Dan karna masih banyak waktu sebelum ia pergi, dia memutuskan untuk ngopi sejenak, sekadar menenangkan pikirannya yang sejak tadi malam sangat kusut. Ia melangkahkan kaki ke dapur milik Sherina, disana ia menyeduh kopi yang ia berikan kepada gadis itu ketika pulang dari Tumbang Kaman bulan lalu. Mengingat hal itu membuatnya tersenyum kecut, betapa waktu itu ia sangat excited memberikannya kepada gadis itu, tapi, sekarang malah dikecewakan lagi. Huh, harusnya Sadam tidak perlu mengingatnya lagi.
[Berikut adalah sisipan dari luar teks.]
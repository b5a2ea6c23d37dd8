//! Viewport and perspective setup for a client area

use crate::foundation::math::{self, Mat4};

/// Vertical field of view in degrees
pub const FIELD_OF_VIEW_DEGREES: f32 = 45.0;

/// Near clipping plane distance
pub const NEAR_PLANE: f32 = 0.1;

/// Far clipping plane distance
pub const FAR_PLANE: f32 = 100.0;

/// Viewport rectangle in window pixels
#[derive(Debug, Clone, Copy, PartialEq, Eq)]
pub struct Viewport {
    /// Left edge
    pub x: i32,
    /// Bottom edge
    pub y: i32,
    /// Width
    pub width: u32,
    /// Height
    pub height: u32,
}

/// Viewport plus projection matrix for one client size
#[derive(Debug, Clone, PartialEq)]
pub struct Projection {
    /// Viewport covering the client area
    pub viewport: Viewport,
    /// Width / height ratio used by the matrix
    pub aspect: f32,
    /// Perspective matrix, column-major
    pub matrix: Mat4,
}

impl Projection {
    /// Projection for a client area of `width` x `height`
    ///
    /// A zero height is treated as 1 so the aspect ratio stays finite.
    pub fn for_client(width: u32, height: u32) -> Self {
        let height = height.max(1);
        let aspect = width as f32 / height as f32;

        Self {
            viewport: Viewport {
                x: 0,
                y: 0,
                width,
                height,
            },
            aspect,
            matrix: math::perspective(FIELD_OF_VIEW_DEGREES, aspect, NEAR_PLANE, FAR_PLANE),
        }
    }
}

#[cfg(test)]
mod tests {
    use super::*;
    use approx::assert_relative_eq;

    #[test]
    fn test_aspect_from_client_size() {
        let projection = Projection::for_client(640, 480);

        assert_relative_eq!(projection.aspect, 640.0 / 480.0);
        assert_eq!(projection.viewport, Viewport { x: 0, y: 0, width: 640, height: 480 });
    }

    #[test]
    fn test_zero_height_uses_one() {
        let projection = Projection::for_client(800, 0);

        assert_eq!(projection.viewport.height, 1);
        assert_relative_eq!(projection.aspect, 800.0);
        assert!(projection.matrix.iter().all(|v| v.is_finite()));
    }

    #[test]
    fn test_zero_width_is_finite() {
        let projection = Projection::for_client(0, 0);

        assert_relative_eq!(projection.aspect, 0.0);
        assert_eq!(projection.viewport.width, 0);
        assert_eq!(projection.matrix, Mat4::identity());
    }
}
Setelah selesai menyeduh kopi sambil merenung sejenak, Sadam kembali ke ruang tengah. Ia menaruh kopinya di atas meja dan membiarkan asapnya mengepul ke udara lalu menghilang, seiring dengan harapannya bahwa rasa kecewanya terhadap Sherina akan sama seperti kepulan asap di kopinya itu, terbang, melayang, lalu hilang. Tapi, semua rasa pada hakekatnya tidak akan hilang semudah itu.
Ia menyeruput kopinya perlahan, sembari menghirup bau yang menguar dari cairan hitam pekat itu, ia memejamkan mata menikmati aromanya hingga sama sekali tak tercium lagi. Menenangkan.
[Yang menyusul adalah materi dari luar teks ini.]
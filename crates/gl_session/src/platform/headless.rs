//! In-memory display backend
//!
//! [`HeadlessBackend`] implements [`DisplayBackend`] without a display. It
//! accounts for every handle it hands out, checks the ordering rules a real
//! driver would silently punish (surface released before its context, window
//! destroyed while the display mode is still overridden, a pixel format applied
//! twice) and lets any call be made to fail on demand.
//!
//! Events are scripted: each [`HeadlessBackend::poll_event`] call pops one
//! entry, where an idle entry stands for "no message pending". Once the script
//! runs out the backend reports a close request, so a run loop driven by it
//! always terminates.

use std::collections::{HashSet, VecDeque};

use crate::foundation::math::Vec3;
use crate::input::WindowEvent;
use crate::render::{ColoredVertex, Primitive, Projection, RenderState, Renderer, Rgba};
use crate::session::{
    BackendError, DisplayBackend, FrameInsets, PixelFormatRequest, VideoMode, WindowDesc, WindowRect, WindowStyle,
};

/// Backend operations that can be made to fail
#[derive(Debug, Clone, Copy, PartialEq, Eq, Hash)]
pub enum Fault {
    /// `register_class` fails
    RegisterClass,
    /// `unregister_class` fails
    UnregisterClass,
    /// `change_display_mode` rejects every mode
    ChangeDisplayMode,
    /// `restore_display_mode` fails
    RestoreDisplayMode,
    /// `create_window` fails
    CreateWindow,
    /// `destroy_window` fails
    DestroyWindow,
    /// `acquire_surface` fails
    AcquireSurface,
    /// `release_surface` fails
    ReleaseSurface,
    /// `choose_pixel_format` finds nothing
    ChoosePixelFormat,
    /// `apply_pixel_format` fails
    ApplyPixelFormat,
    /// `create_context` fails
    CreateContext,
    /// `make_current` fails
    MakeCurrent,
    /// `clear_current` fails
    ClearCurrent,
    /// `delete_context` fails
    DeleteContext,
    /// `swap_buffers` fails
    SwapBuffers,
}

/// Journal entry for one backend call
#[derive(Debug, Clone, Copy, PartialEq, Eq)]
pub enum Call {
    /// Window class registration
    RegisterClass,
    /// Window class removal
    UnregisterClass,
    /// Display mode change
    ChangeDisplayMode(VideoMode),
    /// Desktop mode restore
    RestoreDisplayMode,
    /// Cursor visibility change
    SetCursorVisible(bool),
    /// Window creation
    CreateWindow(WindowStyle),
    /// Window destruction
    DestroyWindow(WindowId),
    /// Surface acquisition
    AcquireSurface(WindowId),
    /// Surface release
    ReleaseSurface(SurfaceId),
    /// Pixel format negotiation
    ChoosePixelFormat,
    /// Pixel format application
    ApplyPixelFormat(SurfaceId),
    /// Context creation
    CreateContext(SurfaceId),
    /// Context binding
    MakeCurrent(ContextId),
    /// Context unbinding
    ClearCurrent,
    /// Context deletion
    DeleteContext(ContextId),
    /// Window shown and focused
    PresentWindow(WindowId),
    /// Buffer swap
    SwapBuffers(SurfaceId),
}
Pikirannya melayang kembali ke saat dimana mereka masih berada di perjalanan menuju kantor Sherina pagi ini. Wajah Sherina yang terus menunduk takut-takut dan gadis itu yang tetap konsisten memanggilnya dengan sebutan Yayang walaupun tidak digubris olehnya sempat membuatnya goyah, ia tidak pernah tega melihat gadis favoritnya itu merasa takut seperti tadi. Biasanya sejak dulu ia mengenal Sherina, sekalipun ia marah pastilah tidak pernah sampai mendiamkan gadis itu seperti sekarang. Bahkan terakhir kalinya ia marah kepada gadis itu ketika di Tumbang Kaman ia melupakan semuanya, tetap saja ia duluan yang meminta maaf dan memilih untuk berbesar hati menerima maaf dari Sherina. Tapi, sekarang entah kenapa, rasanya berbeda. Ini bukan cuma berbicara tentang ia merasa marah atau kecewa, tapi, lebih dari itu, ini tentang kejujuran. Ia tidak pernah suka berbohong, mungkin itu alasannya kenapa ia tidak suka jika ada seseorang yang membohonginya seperti sekarang ini. Ia tidak marah kepada Sherina, tepatnya ia kecewa. Kecewa dengan keputusan yang lebih dipilih oleh gadis itu untuk menyembunyikan hal sebesar ini darinya. Ia tidak mengerti alasannya apa. Apa ia kurang bisa dipercaya untuk menjadi tempat gadis itu berbagi cerita lagi? Ataukah gadis itu tidak merasa nyaman untuk berbagi cerita dengannya? Atau selama ini hanya dia yang menganggap Sherina penting, namun, tidak dengan sebaliknya? Ah, pernyataan tentang kopi itu menenangkan adalah salah. Tidak sedikitpun ia merasa tenang, yang ada malah semakin kacau.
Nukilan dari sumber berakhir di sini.